In 2017, DBS launched a developer API platform to access services, such as peer-to-peer payment and mortgage assessments. Today the network has 1,000+ APIs. Cars are bought and sold on the platform, with DBS loans integrated seamlessly. The bank became “invisible” to customers while meeting needs. Meanwhile, revenue surged from S$9.6 billion in 2014 to S$14.6 billion.

Generali is Europe’s third-largest insurer, with solutions spanning life, health and P&C insurance. It’s vision “Innovation Everywhere for Everyone” embeds innovation in daily efforts of 70,000 employees in 50 countries. In 2020, this translated to hundreds of innovation projects—leveraging external and internal innovation—aimed at improving internal processes and customer experience.

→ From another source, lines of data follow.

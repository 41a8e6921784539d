//! Per-directive fetch sessions.

use std::sync::atomic::Ordering;
use std::time::{Duration, Instant};

use log::debug;
use reqwest::cookie::CookieStore;
use reqwest::header::{HeaderMap, HeaderValue, USER_AGENT};

use crate::error_handling::{FetchError, SessionError};
use crate::initialization::{init_session_client, SessionClient, TlsPolicy};

use super::Response;

/// Username and password sent with every request of a session.
#[derive(Debug, Clone, PartialEq)]
pub struct Credentials {
    pub username: String,
    pub password: String,
}

/// A form POST expected to leave the session holding cookies.
#[derive(Debug, Clone, PartialEq)]
pub struct LoginForm {
    /// Already transformed for the target environment.
    pub url: String,
    pub fields: Vec<(String, String)>,
}

/// Everything needed to open a session.
#[derive(Debug, Clone, Copy)]
pub struct SessionConfig<'a> {
    pub user_agent: &'a str,
    pub follow_redirects: bool,
    pub tls: &'a TlsPolicy,
    pub basic_auth: Option<&'a Credentials>,
    pub login: Option<&'a LoginForm>,
}

/// Cookies, credentials and a client, owned by one directive run.
pub enum Session {
    Live(LiveSession),
    /// Never touches the network; every fetch returns a synthetic response.
    DryRun,
}

pub struct LiveSession {
    client: SessionClient,
    user_agent: HeaderValue,
    basic_auth: Option<Credentials>,
    follow_redirects: bool,
}

impl Session {
    /// Opens an anonymous session: user agent and redirect policy only.
    pub fn anonymous(config: &SessionConfig<'_>) -> Result<Self, FetchError> {
        let client = init_session_client(config.user_agent, config.follow_redirects, config.tls)?;
        Ok(Session::Live(LiveSession {
            client,
            user_agent: HeaderValue::from_str(config.user_agent)
                .unwrap_or_else(|_| HeaderValue::from_static("smoketest")),
            basic_auth: None,
            follow_redirects: config.follow_redirects,
        }))
    }

    /// Opens a session with the configured basic auth and login applied.
    ///
    /// # Errors
    ///
    /// A failed login is returned as a `SessionError` naming the login URL.
    /// Callers are expected to report it and carry on with
    /// [`Session::anonymous`].
    pub async fn open(config: &SessionConfig<'_>) -> Result<Self, SessionError> {
        let mut session = Self::anonymous(config).map_err(|e| SessionError {
            url: config
                .login
                .map(|l| l.url.clone())
                .unwrap_or_default(),
            message: e.to_string(),
        })?;
        if let Session::Live(live) = &mut session {
            live.basic_auth = config.basic_auth.cloned();
            if let Some(login) = config.login {
                live.login(login).await?;
            }
        }
        Ok(session)
    }

    pub fn is_dry_run(&self) -> bool {
        matches!(self, Session::DryRun)
    }

    /// Fetches `url` with the extra `headers`, bounded by `timeout`.
    pub async fn fetch(
        &self,
        url: &str,
        headers: &HeaderMap,
        timeout: Duration,
    ) -> Result<Response, FetchError> {
        match self {
            Session::DryRun => Ok(Response::synthetic(url).with_request_headers(headers.clone())),
            Session::Live(live) => live.fetch(url, headers, timeout).await,
        }
    }
}

impl LiveSession {
    async fn login(&self, login: &LoginForm) -> Result<(), SessionError> {
        let session_error = |message: String| SessionError {
            url: login.url.clone(),
            message,
        };
        debug!("Logging in at {}", login.url);

        let mut request = self.client.client.post(&login.url).form(&login.fields);
        if let Some(auth) = &self.basic_auth {
            request = request.basic_auth(&auth.username, Some(&auth.password));
        }
        request
            .send()
            .await
            .map_err(|e| session_error(FetchError::from(e).to_string()))?;

        let url = reqwest::Url::parse(&login.url).map_err(|e| session_error(e.to_string()))?;
        if self.client.cookies.cookies(&url).is_none() {
            return Err(session_error(format!(
                "Login attempt failed: {} set no cookies",
                login.url
            )));
        }
        Ok(())
    }

    async fn fetch(
        &self,
        url: &str,
        headers: &HeaderMap,
        timeout: Duration,
    ) -> Result<Response, FetchError> {
        let mut request = self
            .client
            .client
            .get(url)
            .headers(headers.clone())
            .timeout(timeout);
        if let Some(auth) = &self.basic_auth {
            request = request.basic_auth(&auth.username, Some(&auth.password));
        }
        let request = request.build()?;

        // The client adds its default User-Agent at send time.
        let mut request_headers = request.headers().clone();
        request_headers
            .entry(USER_AGENT)
            .or_insert_with(|| self.user_agent.clone());

        self.client.hops.store(0, Ordering::SeqCst);
        let started = Instant::now();
        let response = self.client.client.execute(request).await?;
        let elapsed = started.elapsed();

        let status = response.status().as_u16();
        let response_headers = response.headers().clone();
        let final_url = response.url().to_string();
        let body = response.text().await?;
        debug!("Fetched {url}: {status} in {elapsed:?}");

        let mut fetched = Response::new(status, final_url)
            .with_headers(response_headers)
            .with_request_headers(request_headers)
            .with_body(body)
            .with_elapsed(elapsed);
        fetched.hops = if self.follow_redirects {
            self.client.hops.load(Ordering::SeqCst)
        } else {
            usize::from(fetched.is_redirect())
        };
        Ok(fetched)
    }
}
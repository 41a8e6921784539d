//! Logger initialization.
//!
//! Diagnostic logs go to stderr through `env_logger`. They are separate from
//! the test report, which reporters write to stdout or the `--output` file.

use std::io::Write;

use crate::config::LogFormat;
use crate::error_handling::InitializationError;
use colored::*;
use log::LevelFilter;

/// Initializes the logger with the specified level and format.
///
/// The logger reads from the `RUST_LOG` environment variable first; the
/// provided `level` overrides it. Parsers pulled in by `scraper` and the
/// HTTP stack are clamped so `--log-level debug` stays readable.
///
/// # Errors
///
/// Returns `InitializationError::LoggerError` if a logger is already set.
///
/// # Examples
///
/// ```bash
/// # Per-module filtering via RUST_LOG
/// RUST_LOG=smoketest=debug,reqwest=info smoketest checks.yaml
///
/// # One JSON object per line
/// smoketest checks.yaml --log-level info --log-format json
/// ```
pub fn init_logger_with(level: LevelFilter, format: LogFormat) -> Result<(), InitializationError> {
    let mut builder = env_logger::Builder::from_default_env();

    builder.filter_level(level);
    builder.filter_module("html5ever", LevelFilter::Error);
    builder.filter_module("selectors", LevelFilter::Warn);
    builder.filter_module("reqwest", LevelFilter::Info);
    builder.filter_module("hyper", LevelFilter::Info);
    builder.filter_module("hyper_util", LevelFilter::Info);
    builder.filter_module("smoketest", level);

    match format {
        LogFormat::Json => {
            builder.format(|buf, record| {
                writeln!(
                    buf,
                    "{}",
                    json_line(
                        chrono::Utc::now().timestamp_millis(),
                        record.level(),
                        record.target(),
                        &record.args().to_string()
                    )
                )
            });
        }
        LogFormat::Plain => {
            builder.format(|buf, record| {
                let level = record.level();
                let colored_level = match level {
                    log::Level::Error => level.to_string().red(),
                    log::Level::Warn => level.to_string().yellow(),
                    log::Level::Info => level.to_string().green(),
                    log::Level::Debug => level.to_string().blue(),
                    log::Level::Trace => level.to_string().purple(),
                };

                writeln!(
                    buf,
                    "{} [{}] {}",
                    record.target().cyan(),
                    colored_level,
                    record.args()
                )
            });
        }
    }

    // try_init so tests that initialize twice get an error, not a panic
    builder.try_init().map_err(InitializationError::from)?;

    Ok(())
}

fn json_line(ts: i64, level: log::Level, target: &str, msg: &str) -> String {
    serde_json::json!({
        "ts": ts,
        "level": level.to_string(),
        "target": target,
        "msg": msg,
    })
    .to_string()
}
#[cfg(test)]
mod tests {
    use super::*;

    const NOTE_DTD: &str = r#"
        <!-- a note -->
        <!ELEMENT note (to+, from, heading?, body)>
        <!ELEMENT to (#PCDATA)>
        <!ELEMENT from (#PCDATA)>
        <!ELEMENT heading (#PCDATA)>
        <!ELEMENT body (#PCDATA | em)*>
        <!ELEMENT em (#PCDATA)>
        <!ATTLIST note
            priority (low|high) "low"
            id CDATA #REQUIRED
            version CDATA #FIXED "1.0">
    "#;

    fn check(xml: &str) -> Result<(), String> {
        let dtd = Dtd::parse(NOTE_DTD).expect("dtd parses");
        let doc = Document::parse(xml).expect("xml parses");
        dtd.validate(&doc)
    }

    #[test]
    fn test_valid_document() {
        check(
            r#"<note id="1" priority="high"><to>A</to><to>B</to><from>C</from>
               <body>Hi <em>there</em></body></note>"#,
        )
        .expect("document is valid");
    }

    #[test]
    fn test_wrong_child_order() {
        let err = check(r#"<note id="1"><from>C</from><to>A</to><body/></note>"#)
            .expect_err("order matters");
        assert!(err.contains("content does not follow the DTD"), "{err}");
    }

    #[test]
    fn test_missing_required_attribute() {
        let err = check("<note><to>A</to><from>C</from><body/></note>").expect_err("id required");
        assert_eq!(err, "Element note does not carry attribute id");
    }

    #[test]
    fn test_enumeration_and_fixed() {
        let err = check(r#"<note id="1" priority="urgent"><to>A</to><from>C</from><body/></note>"#)
            .expect_err("not in enumeration");
        assert!(err.contains("not among the enumerated set"), "{err}");

        let err = check(r#"<note id="1" version="2.0"><to>A</to><from>C</from><body/></note>"#)
            .expect_err("fixed value");
        assert!(err.contains("different from default"), "{err}");
    }

    #[test]
    fn test_undeclared_element_and_attribute() {
        let err = check(r#"<note id="1"><to>A</to><from>C</from><body/><extra/></note>"#)
            .expect_err("extra isn't allowed");
        assert!(err.contains("does not follow"), "{err}");

        let err = check(r#"<note id="1" lang="en"><to>A</to><from>C</from><body/></note>"#)
            .expect_err("lang isn't declared");
        assert_eq!(err, "No declaration for attribute lang of element note");
    }

    #[test]
    fn test_mixed_content_rejects_unlisted_children() {
        let err = check(r#"<note id="1"><to>A</to><from>C</from><body><to>x</to></body></note>"#)
            .expect_err("to isn't allowed in body");
        assert!(err.contains("list of possible children"), "{err}");
    }

    #[test]
    fn test_empty_and_any() {
        let dtd = Dtd::parse("<!ELEMENT r ANY><!ELEMENT br EMPTY>").expect("dtd");
        let ok = Document::parse("<r>text<br/></r>").expect("xml");
        assert!(dtd.validate(&ok).is_ok());
        let bad = Document::parse("<r><br>no</br></r>").expect("xml");
        assert!(dtd.validate(&bad).is_err());
    }

    #[test]
    fn test_quoted_gt_in_default() {
        let dtd = Dtd::parse(r#"<!ELEMENT a EMPTY><!ATTLIST a op CDATA "a>b">"#).expect("dtd");
        let doc = Document::parse(r#"<a op="x"/>"#).expect("xml");
        assert!(dtd.validate(&doc).is_ok());
    }

    #[test]
    fn test_parameter_entities_are_rejected() {
        let declared = r#"<!ENTITY % inline "(#PCDATA)"><!ELEMENT note %inline;>"#;
        let err = Dtd::parse(declared).expect_err("parameter entity declaration");
        assert!(err.contains("Parameter entities are not supported"), "{err}");

        let referenced = "<!ELEMENT note (#PCDATA)>\n%external;\n";
        let err = Dtd::parse(referenced).expect_err("parameter entity reference");
        assert!(err.contains("%external;"), "{err}");

        let in_model = "<!ELEMENT note (%body;)>";
        let err = Dtd::parse(in_model).expect_err("reference in content model");
        assert!(err.contains("%body;"), "{err}");
    }

    #[test]
    fn test_general_entities_and_percent_in_defaults_are_fine() {
        let dtd = Dtd::parse(
            r#"<!ENTITY copy "(c)">
            <!ELEMENT rate EMPTY>
            <!ATTLIST rate value CDATA "100%">"#,
        )
        .expect("dtd parses");
        let doc = Document::parse("<rate/>").expect("xml parses");
        assert!(dtd.validate(&doc).is_ok());
    }

    #[test]
    fn test_unterminated_declaration() {
        assert!(Dtd::parse("<!ELEMENT a EMPTY").is_err());
    }
}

It launched its biggest AI and analytics program ever seen with 3.6 million customers from 10 countries making use of its mobile and Web hub, and agents using platforms that streamlined and innovated insurance processes. €0.7billion was invested in three key areas: a)Backend b)Operations c)Customer and distribution, contributing to: expense reduction in Europe of €0.3billion and the largest NPS improvement among peers.

Recently, Generali outlined a new three-year strategy, investing €1.1billion in transformation to enhance its earnings profile, increase the profitability of its Life business and grow premiums 5-7% by 2024.

A Cornerstone Advisors report found a marked difference between financial institutions with the longest digital transformation experience and newer converts. Institutions who started in 2018 or earlier, rated progress more critically. Evidently, more experience in transformation fostered a more realistic perspective. Companies that successfully master digital technologies and the mindset realize a new rhythm of continuous improvement. Digital is not a binary state, but one of ongoing innovation as new waves of disruptive technologies are released to the market.